Die Kirche Saint-Pierre-ès-Liens de Goujounac, im Lot en Occitanie gelegen, hat ihren Ursprung im 12. Jahrhundert. Das auf der Südseite sichtbare romanische Tympanum, das aus der zweiten Hälfte des 12. oder Anfang des 13. Jahrhunderts stammt, gehörte zur ersten Kirche, die in seinen östlichen Teil reduziert wurde. Eine schriftliche Erwähnung des Gebäudes erscheint 1215, obwohl architektonische Spuren eine frühere Existenz vorschlagen. Die Kirche wurde dann an einen Prior angeschlossen, dessen Reste im Norden bleiben.

Im 13. Jahrhundert wurde das Kirchenschiff nach Westen erweitert, mit einem gotischen Portal, das von einer Rose und einem Gibel überdeckt wurde, während ein Glockenturm hinzugefügt wurde. Ein Südportal ist durchbohrt, das romanische Tympanum wiederverwendet und ein Apsenfenster erweitert. 1644 wurde eine Kapelle, die dem Heiligen Mathurin gewidmet war, gegen die Nordwand errichtet, nun verschwunden. Defensive Arrangements wurden im 16. und 17. Jahrhundert, wie eine Tür graviert "D.O.M. ET B.A. PETRO 1690" an der Basis des Glockenturms gemacht.

Die Transformationen setzten sich im 18. und 19. Jahrhundert fort: Unterdrückung von defensiven Elementen, Auftrieb des Glockenturms um 4 Meter im Jahre 1870 durch Abbé Izorche, und ersetzte 1881 eine Decke von Brettern mit einem falschen Gewölbe. 1887 wurden neue Glasfenster unter dem Namen "Le Puy Elder Sacrest" installiert. Das Gebäude, gekennzeichnet durch sein Altarbild aus dem 18. Jahrhundert und die mittelalterliche Geschichte, wurde 1997 als historisches Denkmal aufgeführt.
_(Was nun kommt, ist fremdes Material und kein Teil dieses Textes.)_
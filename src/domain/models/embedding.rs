//! Embedding domain models
//!
//! Supported embedding models and their fixed output dimensionality.

use serde::{Deserialize, Serialize};

/// Embedding model types supported by the system
#[derive(Debug, Clone, Copy, PartialEq, Eq, Hash, Default, Serialize, Deserialize)]
pub enum EmbeddingModel {
    /// Local MiniLM model (all-MiniLM-L6-v2)
    /// - Dimensions: 384
    #[default]
    #[serde(rename = "local_minilm")]
    LocalMiniLM,

    /// Local MPNet model (all-mpnet-base-v2)
    /// - Dimensions: 768
    #[serde(rename = "local_mpnet")]
    LocalMPNet,

    /// OpenAI text-embedding-3-small (cloud-based, opt-in only)
    /// - Dimensions: 1536
    #[serde(rename = "openai_small")]
    OpenAISmall,
}

impl EmbeddingModel {
    /// Returns the vector dimensions for this model
    pub fn dimensions(&self) -> usize {
        match self {
            Self::LocalMiniLM => 384,
            Self::LocalMPNet => 768,
            Self::OpenAISmall => 1536,
        }
    }

    /// Returns the model identifier
    pub fn model_name(&self) -> &'static str {
        match self {
            Self::LocalMiniLM => "sentence-transformers/all-MiniLM-L6-v2",
            Self::LocalMPNet => "sentence-transformers/all-mpnet-base-v2",
            Self::OpenAISmall => "text-embedding-3-small",
        }
    }

    /// Returns true if this is a local model (privacy-preserving)
    pub fn is_local(&self) -> bool {
        matches!(self, Self::LocalMiniLM | Self::LocalMPNet)
    }
}

impl std::fmt::Display for EmbeddingModel {
    fn fmt(&self, f: &mut std::fmt::Formatter<'_>) -> std::fmt::Result {
        match self {
            Self::LocalMiniLM => write!(f, "all-MiniLM-L6-v2 (local)"),
            Self::LocalMPNet => write!(f, "all-mpnet-base-v2 (local)"),
            Self::OpenAISmall => write!(f, "text-embedding-3-small (OpenAI)"),
        }
    }
}

#[cfg(test)]
mod tests {
    use super::*;

    #[test]
    fn test_model_dimensions() {
        assert_eq!(EmbeddingModel::LocalMiniLM.dimensions(), 384);
        assert_eq!(EmbeddingModel::LocalMPNet.dimensions(), 768);
        assert_eq!(EmbeddingModel::OpenAISmall.dimensions(), 1536);
    }

    #[test]
    fn test_model_locality() {
        assert!(EmbeddingModel::LocalMiniLM.is_local());
        assert!(!EmbeddingModel::OpenAISmall.is_local());
        assert_eq!(EmbeddingModel::default(), EmbeddingModel::LocalMiniLM);
    }

    #[test]
    fn test_model_config_spelling() {
        let model: EmbeddingModel = serde_json::from_str("\"local_mpnet\"").unwrap();
        assert_eq!(model, EmbeddingModel::LocalMPNet);
    }
}
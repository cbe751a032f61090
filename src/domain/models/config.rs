use serde::{Deserialize, Serialize};

use super::{Distance, EmbeddingModel};

/// Main configuration structure for patternbase
#[derive(Debug, Clone, Default, Serialize, Deserialize)]
#[serde(rename_all = "snake_case")]
pub struct Config {
    /// Logging configuration
    #[serde(default)]
    pub logging: LoggingConfig,

    /// Embedding provider configuration
    #[serde(default)]
    pub embedding: EmbeddingConfig,

    /// Vector index configuration
    #[serde(default)]
    pub vector_index: VectorIndexConfig,

    /// Two-tier cache configuration
    #[serde(default)]
    pub cache: CacheConfig,

    /// Knowledge base defaults
    #[serde(default)]
    pub knowledge_base: KnowledgeBaseConfig,

    /// Component lifecycle configuration
    #[serde(default)]
    pub lifecycle: LifecycleConfig,
}

/// Logging configuration
#[derive(Debug, Clone, Serialize, Deserialize)]
#[serde(rename_all = "snake_case")]
pub struct LoggingConfig {
    /// Log level: trace, debug, info, warn, error
    #[serde(default = "default_log_level")]
    pub level: String,

    /// Log format: json or pretty
    #[serde(default = "default_log_format")]
    pub format: String,

    /// Directory for rolling log files (stdout only when unset)
    #[serde(default)]
    pub log_dir: Option<String>,

    /// Rotation: daily, hourly or never
    #[serde(default = "default_rotation")]
    pub rotation: String,
}

fn default_log_level() -> String {
    "info".to_string()
}

fn default_log_format() -> String {
    "pretty".to_string()
}

fn default_rotation() -> String {
    "daily".to_string()
}

impl Default for LoggingConfig {
    fn default() -> Self {
        Self {
            level: default_log_level(),
            format: default_log_format(),
            log_dir: None,
            rotation: default_rotation(),
        }
    }
}

/// Which embedding provider backs the knowledge base
#[derive(Debug, Clone, Copy, Default, PartialEq, Eq, Serialize, Deserialize)]
#[serde(rename_all = "snake_case")]
pub enum EmbeddingProviderKind {
    #[default]
    Local,
    Openai,
}

/// Embedding configuration
#[derive(Debug, Clone, Serialize, Deserialize)]
#[serde(rename_all = "snake_case")]
pub struct EmbeddingConfig {
    #[serde(default)]
    pub provider: EmbeddingProviderKind,

    /// Local model selection
    #[serde(default)]
    pub model: EmbeddingModel,

    /// Directory holding the local model artifact (built-in model when unset)
    #[serde(default)]
    pub model_dir: Option<String>,

    /// Upper bound for a single model load attempt
    #[serde(default = "default_load_timeout_ms")]
    pub load_timeout_ms: u64,

    /// Extra load attempts on transient I/O failures
    #[serde(default = "default_load_retries")]
    pub load_retries: u32,

    /// OpenAI-compatible endpoint settings
    #[serde(default)]
    pub openai: OpenAiSettings,
}

const fn default_load_timeout_ms() -> u64 {
    30_000
}

const fn default_load_retries() -> u32 {
    2
}

impl Default for EmbeddingConfig {
    fn default() -> Self {
        Self {
            provider: EmbeddingProviderKind::default(),
            model: EmbeddingModel::default(),
            model_dir: None,
            load_timeout_ms: default_load_timeout_ms(),
            load_retries: default_load_retries(),
            openai: OpenAiSettings::default(),
        }
    }
}

/// OpenAI-compatible embedding endpoint settings
#[derive(Debug, Clone, Serialize, Deserialize)]
#[serde(rename_all = "snake_case")]
pub struct OpenAiSettings {
    /// Falls back to `OPENAI_API_KEY`
    #[serde(default)]
    pub api_key: Option<String>,

    #[serde(default = "default_openai_base_url")]
    pub base_url: String,

    #[serde(default = "default_openai_model")]
    pub model: String,

    #[serde(default = "default_openai_dimension")]
    pub dimension: usize,

    #[serde(default = "default_openai_timeout_secs")]
    pub timeout_secs: u64,

    #[serde(default = "default_openai_batch")]
    pub max_batch_size: usize,
}

fn default_openai_base_url() -> String {
    "https://api.openai.com/v1".to_string()
}

fn default_openai_model() -> String {
    "text-embedding-3-small".to_string()
}

const fn default_openai_dimension() -> usize {
    1536
}

const fn default_openai_timeout_secs() -> u64 {
    30
}

const fn default_openai_batch() -> usize {
    2048
}

impl Default for OpenAiSettings {
    fn default() -> Self {
        Self {
            api_key: None,
            base_url: default_openai_base_url(),
            model: default_openai_model(),
            dimension: default_openai_dimension(),
            timeout_secs: default_openai_timeout_secs(),
            max_batch_size: default_openai_batch(),
        }
    }
}

/// Vector index backend
#[derive(Debug, Clone, Copy, Default, PartialEq, Eq, Serialize, Deserialize)]
#[serde(rename_all = "snake_case")]
pub enum IndexBackend {
    /// Remote Qdrant-style REST server
    #[default]
    Http,
    /// In-process index (tests, ephemeral use)
    Memory,
}

/// How the search request shape is chosen
#[derive(Debug, Clone, Copy, Default, PartialEq, Eq, Serialize, Deserialize)]
#[serde(rename_all = "snake_case")]
pub enum DialectSetting {
    /// Probe the server on first use
    #[default]
    Auto,
    /// Always use the `points/query` shape
    Query,
    /// Always use the legacy `points/search` shape
    Search,
}

/// Vector index configuration
#[derive(Debug, Clone, Serialize, Deserialize)]
#[serde(rename_all = "snake_case")]
pub struct VectorIndexConfig {
    #[serde(default)]
    pub backend: IndexBackend,

    #[serde(default = "default_index_url")]
    pub url: String,

    #[serde(default)]
    pub api_key: Option<String>,

    #[serde(default = "default_collection")]
    pub collection: String,

    #[serde(default)]
    pub distance: Distance,

    /// Per-request timeout
    #[serde(default = "default_request_timeout_ms")]
    pub request_timeout_ms: u64,

    /// When false, startup continues in degraded mode if the index is down
    #[serde(default)]
    pub critical: bool,

    #[serde(default)]
    pub search_dialect: DialectSetting,

    #[serde(default)]
    pub retry: RetryConfig,
}

fn default_index_url() -> String {
    "http://localhost:6333".to_string()
}

fn default_collection() -> String {
    "patterns".to_string()
}

const fn default_request_timeout_ms() -> u64 {
    10_000
}

impl Default for VectorIndexConfig {
    fn default() -> Self {
        Self {
            backend: IndexBackend::default(),
            url: default_index_url(),
            api_key: None,
            collection: default_collection(),
            distance: Distance::default(),
            request_timeout_ms: default_request_timeout_ms(),
            critical: false,
            search_dialect: DialectSetting::default(),
            retry: RetryConfig::default(),
        }
    }
}

/// Retry policy configuration
#[derive(Debug, Clone, Serialize, Deserialize)]
#[serde(rename_all = "snake_case")]
pub struct RetryConfig {
    /// Maximum number of retry attempts
    #[serde(default = "default_max_retries")]
    pub max_retries: u32,

    /// Initial backoff delay in milliseconds
    #[serde(default = "default_initial_backoff_ms")]
    pub initial_backoff_ms: u64,

    /// Maximum backoff delay in milliseconds
    #[serde(default = "default_max_backoff_ms")]
    pub max_backoff_ms: u64,

    /// Total time budget across all attempts
    #[serde(default = "default_max_elapsed_ms")]
    pub max_elapsed_ms: u64,

    /// Randomization factor applied to each delay (0.0 disables jitter)
    #[serde(default = "default_jitter")]
    pub jitter: f64,
}

const fn default_max_retries() -> u32 {
    3
}

const fn default_initial_backoff_ms() -> u64 {
    200
}

const fn default_max_backoff_ms() -> u64 {
    5_000
}

const fn default_max_elapsed_ms() -> u64 {
    30_000
}

const fn default_jitter() -> f64 {
    0.2
}

impl Default for RetryConfig {
    fn default() -> Self {
        Self {
            max_retries: default_max_retries(),
            initial_backoff_ms: default_initial_backoff_ms(),
            max_backoff_ms: default_max_backoff_ms(),
            max_elapsed_ms: default_max_elapsed_ms(),
            jitter: default_jitter(),
        }
    }
}

/// Cache configuration
#[derive(Debug, Clone, Serialize, Deserialize)]
#[serde(rename_all = "snake_case")]
pub struct CacheConfig {
    /// Disabled cache: every get misses, every put is a no-op
    #[serde(default = "default_true")]
    pub enabled: bool,

    /// Disk tier directory (memory-only when unset)
    #[serde(default)]
    pub directory: Option<String>,

    /// Maximum entries held in the memory tier
    #[serde(default = "default_memory_capacity")]
    pub memory_capacity: u64,

    /// Embedding entry TTL
    #[serde(default = "default_ttl_secs")]
    pub ttl_secs: u64,

    /// Query result TTL
    #[serde(default = "default_query_ttl_secs")]
    pub query_ttl_secs: u64,

    /// Soft cap for the disk tier
    #[serde(default)]
    pub max_disk_bytes: Option<u64>,

    /// Background compaction period (0 disables the task)
    #[serde(default = "default_compaction_interval_secs")]
    pub compaction_interval_secs: u64,
}

const fn default_true() -> bool {
    true
}

const fn default_memory_capacity() -> u64 {
    10_000
}

const fn default_ttl_secs() -> u64 {
    7 * 24 * 3600
}

const fn default_query_ttl_secs() -> u64 {
    60
}

const fn default_compaction_interval_secs() -> u64 {
    300
}

impl Default for CacheConfig {
    fn default() -> Self {
        Self {
            enabled: default_true(),
            directory: None,
            memory_capacity: default_memory_capacity(),
            ttl_secs: default_ttl_secs(),
            query_ttl_secs: default_query_ttl_secs(),
            max_disk_bytes: None,
            compaction_interval_secs: default_compaction_interval_secs(),
        }
    }
}

/// Knowledge base defaults
#[derive(Debug, Clone, Serialize, Deserialize)]
#[serde(rename_all = "snake_case")]
pub struct KnowledgeBaseConfig {
    #[serde(default = "default_limit")]
    pub default_limit: usize,

    /// Score floor applied when the caller gives none
    #[serde(default)]
    pub min_score: Option<f32>,
}

const fn default_limit() -> usize {
    10
}

impl Default for KnowledgeBaseConfig {
    fn default() -> Self {
        Self {
            default_limit: default_limit(),
            min_score: None,
        }
    }
}

/// Component lifecycle configuration
#[derive(Debug, Clone, Serialize, Deserialize)]
#[serde(rename_all = "snake_case")]
pub struct LifecycleConfig {
    /// Upper bound for one component initialization attempt
    #[serde(default = "default_init_timeout_ms")]
    pub init_timeout_ms: u64,

    /// Extra attempts for retryable initialization failures
    #[serde(default = "default_init_retries")]
    pub init_retries: u32,

    /// Pause between initialization attempts
    #[serde(default = "default_init_backoff_ms")]
    pub init_backoff_ms: u64,
}

const fn default_init_timeout_ms() -> u64 {
    60_000
}

const fn default_init_retries() -> u32 {
    1
}

const fn default_init_backoff_ms() -> u64 {
    500
}

impl Default for LifecycleConfig {
    fn default() -> Self {
        Self {
            init_timeout_ms: default_init_timeout_ms(),
            init_retries: default_init_retries(),
            init_backoff_ms: default_init_backoff_ms(),
        }
    }
}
Unter den Figuren im Zusammenhang mit der Kirche, Gilibert de Marssée, große Archdeacon von Cahors und Rektor 1536-1537, zeichnete sich aus. Sein Bruder Pierre de Marssault ist bekannt für den Bau der Burg von Lagrezette. Diese Elemente unterstreichen die zentrale Rolle der Kirche im religiösen und sozialen Leben von Goujounac im Laufe der Jahrhunderte.